Fonte: Viteri (2020, p. 10)
Figura Reprodução do padrão gráfico de urna do Museo Jacinto Jijón y Caamaño, código: JC-AE-8852.
ARQUEOLOGIA E ANTROPOLOGIA DA ARTE NA AMAZÔNIA
O registro das antigas ocupações ameríndias da Amazônia é repleto de imagens: desenhos, grafismos, figurações tridimensionais em modelagens e esculturas, nas gravuras e pinturas rupestres, nas cerâmicas e em outros suportes presentes ao longo de todo o passado arqueológico da região. De modo geral, o potencial analítico destes universos estéticos foi pouco explorado nos estudos arqueológicos, sobretudo se os compararmos com a vizinha região andina, onde os estudos da chamada “Arte pré-colombiana” foram por muito tempo o carro-chefe das investigações sobre o passado ameríndio.
A Arqueologia amazônica sempre buscou aprofundar a relação entre cultura material e identidade, o que, muitas vezes, resultou em uma interpretação estática e cristalizada dos artefatos, definidos em fases e tradições tecnológicas, nas quais a estética ou o estilo dos objetos não eram uma chave para a classificação dos diferentes ‘tipos’ e complexos culturais. Para além de estudos essencialmente descritivos, sobretudo para a arte rupestre, estes materiais raramente tiveram protagonismo na produção acadêmica da região, contrastando largamente com os numerosos estudos e debates de tipologia e tecnologia cerâmica (Barreto et al., 2016).
No Brasil, isso se deve ao fato de que a Arqueologia amazônica pioneira praticada por Meggers e Evans, e posteriormente pelo Projeto Nacional de Pesquisas Arqueológicas na Bacia Amazônica (PRONAPABA)1, desde seus primeiros estudos na foz do Amazonas, privilegiou os aspectos funcionais e tecnológicos das cerâmicas, lidando principalmente com as pastas e morfologias (que poderiam informar sobre os sistemas de produção e consumo de alimentos) e as técnicas decorativas, que dentro do determinismo ecológico meggeriano poderiam informar sobre o ‘estágio tecnológico’ dos povos estudados (Meggers & Evans, 1957, p. 24; Barreto & Oliveira, 2016, p. 52). Mas a análise iconográfica não teve lugar nestas pesquisas.

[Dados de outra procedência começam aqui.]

impl NetDescriptor {
    /// Serializes header + records into the packed blob.
    pub fn to_bytes(&self) -> Vec<u8> {
        let mut out = Vec::with_capacity(
            std::mem::size_of::<DescriptorHeader>()
                + self.layers.len() * std::mem::size_of::<LayerRecord>(),
        );
        out.extend_from_slice(bytemuck::bytes_of(&self.header));
        for layer in &self.layers {
            out.extend_from_slice(bytemuck::bytes_of(layer));
        }
        out
    }

    /// Parses and structurally validates a packed blob.
    pub fn from_bytes(bytes: &[u8]) -> Result<Self, FormatError> {
        let header_len = std::mem::size_of::<DescriptorHeader>();
        if bytes.len() < header_len {
            return Err(FormatError::Truncated {
                expected: header_len,
                found: bytes.len(),
            });
        }

        let header: DescriptorHeader = bytemuck::pod_read_unaligned(&bytes[..header_len]);

        if header.magic != DESCRIPTOR_MAGIC {
            return Err(FormatError::BadMagic {
                found: header.magic,
            });
        }
        if header.abi_version != DESCRIPTOR_ABI_VERSION {
            return Err(FormatError::AbiMismatch {
                expected: DESCRIPTOR_ABI_VERSION,
                found: header.abi_version,
            });
        }
        if header.header_bytes as usize != header_len {
            return Err(FormatError::LayoutMismatch {
                field: "header_bytes",
                expected: header_len as u32,
                found: header.header_bytes,
            });
        }
        let record_len = std::mem::size_of::<LayerRecord>();
        if header.record_bytes as usize != record_len {
            return Err(FormatError::LayoutMismatch {
                field: "record_bytes",
                expected: record_len as u32,
                found: header.record_bytes,
            });
        }

        let expected_total = header_len + header.layer_count as usize * record_len;
        if bytes.len() != expected_total {
            return Err(FormatError::Truncated {
                expected: expected_total,
                found: bytes.len(),
            });
        }

        let mut layers = Vec::with_capacity(header.layer_count as usize);
        for i in 0..header.layer_count as usize {
            let start = header_len + i * record_len;
            let record: LayerRecord =
                bytemuck::pod_read_unaligned(&bytes[start..start + record_len]);
            layers.push(record);
        }

        let descriptor = Self { header, layers };
        descriptor.validate()?;
        Ok(descriptor)
    }

    /// Reads and parses a descriptor file.
    pub fn read_file(path: &Path) -> Result<Self, FormatError> {
        let bytes = std::fs::read(path).map_err(|source| FormatError::ReadError {
            path: path.to_path_buf(),
            source,
        })?;
        let descriptor = Self::from_bytes(&bytes)?;
        tracing::debug!(
            path = %path.display(),
            layers = descriptor.layers.len(),
            "descriptor loaded"
        );
        Ok(descriptor)
    }

    /// Writes the packed blob to a file.
    pub fn write_file(&self, path: &Path) -> Result<(), FormatError> {
        std::fs::write(path, self.to_bytes()).map_err(|source| FormatError::WriteError {
            path: path.to_path_buf(),
            source,
        })
    }

    /// Structural validation: kinds, dims, chain consistency, grouping.
    pub fn validate(&self) -> Result<(), FormatError> {
        if self.layers.is_empty() {
            return Err(FormatError::EmptyNetwork);
        }
        if self.layers.len() != self.header.layer_count as usize {
            return Err(FormatError::LayoutMismatch {
                field: "layer_count",
                expected: self.layers.len() as u32,
                found: self.header.layer_count,
            });
        }

        for (i, layer) in self.layers.iter().enumerate() {
            if layer.index as usize != i {
                return Err(FormatError::InvalidLayer {
                    index: i as u32,
                    detail: format!("record index {} out of order", layer.index),
                });
            }
            let kind = layer.layer_kind().ok_or_else(|| FormatError::InvalidLayer {
                index: i as u32,
                detail: format!("unknown layer kind {}", layer.kind),
            })?;

            if layer.in_dims().byte_len() == 0 || layer.out_dims().byte_len() == 0 {
                return Err(FormatError::InvalidLayer {
                    index: i as u32,
                    detail: "zero-sized tensor dimensions".into(),
                });
            }

            match kind {
                LayerKind::Data => {
                    if layer.in_dims() != layer.out_dims() {
                        return Err(FormatError::InvalidLayer {
                            index: i as u32,
                            detail: "data layer must not reshape".into(),
                        });
                    }
                    if layer.group_id != 0 {
                        return Err(FormatError::InvalidLayer {
                            index: i as u32,
                            detail: format!("data layer in group {}", layer.group_id),
                        });
                    }
                    if layer.weight_bytes != 0 {
                        return Err(FormatError::InvalidLayer {
                            index: i as u32,
                            detail: "data layer carries weights".into(),
                        });
                    }
                }
                LayerKind::Identity => {
                    if layer.in_dims() != layer.out_dims() {
                        return Err(FormatError::InvalidLayer {
                            index: i as u32,
                            detail: "identity layer must not reshape".into(),
                        });
                    }
                    if layer.weight_bytes != 0 {
                        return Err(FormatError::InvalidLayer {
                            index: i as u32,
                            detail: "identity layer carries weights".into(),
                        });
                    }
                }
                LayerKind::Scale => {
                    if layer.in_dims() != layer.out_dims() {
                        return Err(FormatError::InvalidLayer {
                            index: i as u32,
                            detail: "scale layer must not reshape".into(),
                        });
                    }
                    if layer.weight_bytes != 2 {
                        return Err(FormatError::InvalidLayer {
                            index: i as u32,
                            detail: format!(
                                "scale layer needs 2 weight bytes, has {}",
                                layer.weight_bytes
                            ),
                        });
                    }
                }
                LayerKind::Dense => {
                    let expected = dense_weight_bytes(layer.in_dims(), layer.out_dims());
                    if layer.weight_bytes as usize != expected {
                        return Err(FormatError::InvalidLayer {
                            index: i as u32,
                            detail: format!(
                                "dense layer needs {} weight bytes, has {}",
                                expected, layer.weight_bytes
                            ),
                        });
                    }
                }
            }

            if !kind.is_data() && layer.group_id == 0 {
                return Err(FormatError::InvalidLayer {
                    index: i as u32,
                    detail: "compute layer in data group 0".into(),
                });
            }

            // The chain must connect: every layer after the first consumes
            // its predecessor's output shape.
            if i > 0 {
                let prev = &self.layers[i - 1];
                if layer.in_dims() != prev.out_dims() {
                    return Err(FormatError::InvalidLayer {
                        index: i as u32,
                        detail: format!(
                            "input {} does not chain from previous output {}",
                            layer.in_dims(),
                            prev.out_dims()
                        ),
                    });
                }
            }
        }

        if self.layers[0].layer_kind() != Some(LayerKind::Data) {
            return Err(FormatError::InvalidLayer {
                index: 0,
                detail: "network must start with a data layer".into(),
            });
        }

        // Groups must form contiguous runs along the chain; a pipeline
        // stage is one run.
        let mut seen: Vec<u32> = Vec::new();
        for layer in self.layers.iter().filter(|l| l.group_id != 0) {
            match seen.last() {
                Some(&last) if last == layer.group_id => {}
                _ => {
                    if seen.contains(&layer.group_id) {
                        return Err(FormatError::InvalidLayer {
                            index: layer.index,
                            detail: format!("group {} is not contiguous", layer.group_id),
                        });
                    }
                    seen.push(layer.group_id);
                }
            }
        }

        if self.total_param_bytes() > self.header.param_heap_bytes as usize {
            tracing::warn!(
                needed = self.total_param_bytes(),
                heap = self.header.param_heap_bytes,
                "descriptor parameter demand exceeds declared heap; device setup will fail"
            );
        }

        Ok(())
    }

    /// Distinct compute-layer groups, in chain order.
    pub fn groups(&self) -> Vec<u32> {
        let mut out: Vec<u32> = Vec::new();
        for layer in &self.layers {
            if layer.group_id != 0 && !out.contains(&layer.group_id) {
                out.push(layer.group_id);
            }
        }
        out
    }

    fn group_layers(&self, group_id: u32) -> impl Iterator<Item = &LayerRecord> {
        self.layers.iter().filter(move |l| l.group_id == group_id)
    }

    /// Input dimensions of a group's first layer.
    pub fn group_input_dims(&self, group_id: u32) -> Result<TensorDims, FormatError> {
        self.group_layers(group_id)
            .next()
            .map(|l| l.in_dims())
            .ok_or(FormatError::UnknownGroup { group_id })
    }

    /// Output dimensions of a group's last layer.
    pub fn group_output_dims(&self, group_id: u32) -> Result<TensorDims, FormatError> {
        self.group_layers(group_id)
            .last()
            .map(|l| l.out_dims())
            .ok_or(FormatError::UnknownGroup { group_id })
    }

    /// Byte size of a group's external input buffer.
    pub fn group_input_bytes(&self, group_id: u32) -> Result<usize, FormatError> {
        Ok(self.group_input_dims(group_id)?.byte_len())
    }

    /// Byte size of a group's external output buffer.
    pub fn group_output_bytes(&self, group_id: u32) -> Result<usize, FormatError> {
        Ok(self.group_output_dims(group_id)?.byte_len())
    }

    /// Full-network override: schedule every compute layer into `group_id`.
    pub fn force_layers_group(&mut self, group_id: u32) {
        for layer in &mut self.layers {
            if layer.group_id != 0 {
                layer.group_id = group_id;
            }
        }
    }

    /// Applies per-layer group overrides (layer index → group id).
    pub fn apply_group_overrides(
        &mut self,
        overrides: &BTreeMap<u32, u32>,
    ) -> Result<(), FormatError> {
        for (&index, &group) in overrides {
            let layer = self
                .layers
                .get_mut(index as usize)
                .ok_or(FormatError::InvalidLayer {
                    index,
                    detail: "group override targets a layer that does not exist".into(),
                })?;
            if layer.group_id == 0 {
                return Err(FormatError::InvalidLayer {
                    index,
                    detail: "group override targets a data layer".into(),
                });
            }
            if group == 0 {
                return Err(FormatError::InvalidLayer {
                    index,
                    detail: "cannot move a compute layer into data group 0".into(),
                });
            }
            layer.group_id = group;
        }
        Ok(())
    }

    /// Total parameter-heap bytes this network reserves at setup.
    pub fn total_param_bytes(&self) -> usize {
        self.layers.iter().map(|l| l.param_bytes as usize).sum()
    }

    /// One-line human-readable summary.
    pub fn summary(&self) -> String {
        format!(
            "{} layers, {} group(s), input {}, heap {} B",
            self.layers.len(),
            self.groups().len(),
            TensorDims::new(
                self.header.input_channels,
                self.header.input_height,
                self.header.input_width
            ),
            self.header.param_heap_bytes,
        )
    }
}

Fora do Brasil, na Arqueologia amazônica do Peru, da Colômbia e do Equador, estudos pioneiros como os de Reichel Dolmatoff, ou as etnoarqueologias de Peter Stahl, Peter Roe e Warren DeBoer (não por acaso, todos alunos de Donald Lathrap), consideraram o universo estético a partir da aproximação entre a Etnologia e a Arqueologia. Por um lado, os autores se debruçaram sobre imagens e objetos ligados a práticas xamânicas amazônicas e, por outro, se embrenharam na gramática dos motivos gráficos das cerâmicas, refletindo sobre a relação entre identidades e estilos, relacionando-os a um corpo de mitos e narrativas indígenas e demonstrando seu papel enquanto agente de reprodução e transformação da cultura, um verdadeiro instrumento replicador de cosmologias (Reichel-Dolmatoff, 1978; Roe, 1982; DeBoer, 1984).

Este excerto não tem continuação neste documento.